OpenSim open-source software from Stanford accurately models human motion
There are 640 muscles in the human body, or maybe it is 639. Or maybe it is 850. Or 656. It all depends on whom you ask. In any case, it is a lot. Stanford bioengineer Scott Delp knows; he has programmed almost every one into his latest work, OpenSim, a software application that helps medical professionals and bioengineers study, diagnose and correct abnormalities in how people move.
In the legs alone there are more than 100 muscles, virtually every one necessary to maintain balance and walk properly. Most of us take these for granted; they just work. But for some, they don't. Scott Delp, a professor of bioengineering, mechanical engineering and orthopedic surgery, helps these people.
And now, OpenSim will be on display at The Leonardo, a science and technology museum in Salt Lake City. OpenSim is part of an exhibit exploring human movement.
More than child's play
The idea to unite museum and modeling software was the brainchild of Andy Anderson, a research assistant professor at the University of Utah School of Medicine. He was a visiting scholar working with Delp and Jennifer Hicks over the summer and he put the pieces together to get OpenSim involved with the exhibit in his hometown, Salt Lake City.
The Leonardo exhibit is really two exhibits in one. In the first section, visitors walk across a pressure-sensitive floor and are presented at the other side with color-coded print outs of their weight distribution, identifying even slight imbalances that might be putting undue stress on their limbs and joints. Such stress can lead to pain or arthritis. Over a lifetime, even relatively minor abnormalities can compound until hip and knee replacement surgeries become necessary.
"This one is fun because people can insert various orthotics in their shoes and see how they affect their movement. It's quite telling," said Anderson.
The second exhibit is aimed at kids. To make their research more approachable for a younger audience, the OpenSim development team is creating an interactive soccer game. The real-world player adjusts the strength of two leg muscles on the simulated soccer player to generate the force necessary to kick a virtual ball into a virtual goal.
"This is a simplified version of our software, but by honing things down to just two muscles we can make the science of movement something kids can understand and have fun with," said Hicks, a mechanical engineer and the OpenSim project manager at Stanford. "Most importantly, it is based on real physics and realistic physiology, so it really teaches as it entertains."
"Human movement is incredibly complex," said Hicks. "The kids' first instinct is to crank up the muscles to full strength, but this has unintended consequences, as the kids quickly learn."
Future possibilities for OpenSim are many. It can help determine whether a simple surgery to lengthen a specific muscle might help victims of cerebral palsy. It can predict how simple changes in gait might reduce the incidence or severity of osteoarthritis. In addition to helping millions delay or avoid costly hip and knee replacements, OpenSim could help in the development of new, more sensitive prosthetics, able to read and interpret electrical impulses to control the devices.

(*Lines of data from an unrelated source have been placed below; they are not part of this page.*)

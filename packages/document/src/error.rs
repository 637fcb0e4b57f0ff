//! Error types for document mutations.

use thiserror::Error;

use crate::BlockId;

/// Errors raised by the primitive document mutations.
///
/// Every failing operation leaves the document unchanged.
#[derive(Error, Debug, Clone, PartialEq)]
pub enum DocumentError {
    /// Block not found in document.
    #[error("block not found: {0:?}")]
    BlockNotFound(BlockId),

    /// The mutation would break a structural invariant (e.g. zero blocks).
    #[error("invariant violation: {0}")]
    InvariantViolation(String),

    /// A block with this ID is already part of the document.
    #[error("block already exists: {0:?}")]
    DuplicateBlock(BlockId),

    /// Positional insert past the end of the block list.
    #[error("index {index} out of bounds for document with {len} blocks")]
    IndexOutOfBounds { index: usize, len: usize },
}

For all its technical wizardry, however, the greatest fact about OpenSim may be that it is open source. Anyone with a computer and an Internet connection can have the software in a matter of minutes. Delp is giving it away.
"OpenSim is out there and hundreds are downloading it every week," said Hicks. "If each copy helps only one person, that's helping a lot of people."
"That's the exciting thing about open source," said Delp. "By putting this powerful software in the hands of as many people as possible, we are setting in motion a self-perpetuating research ecosystem that will build upon itself to push the field forward."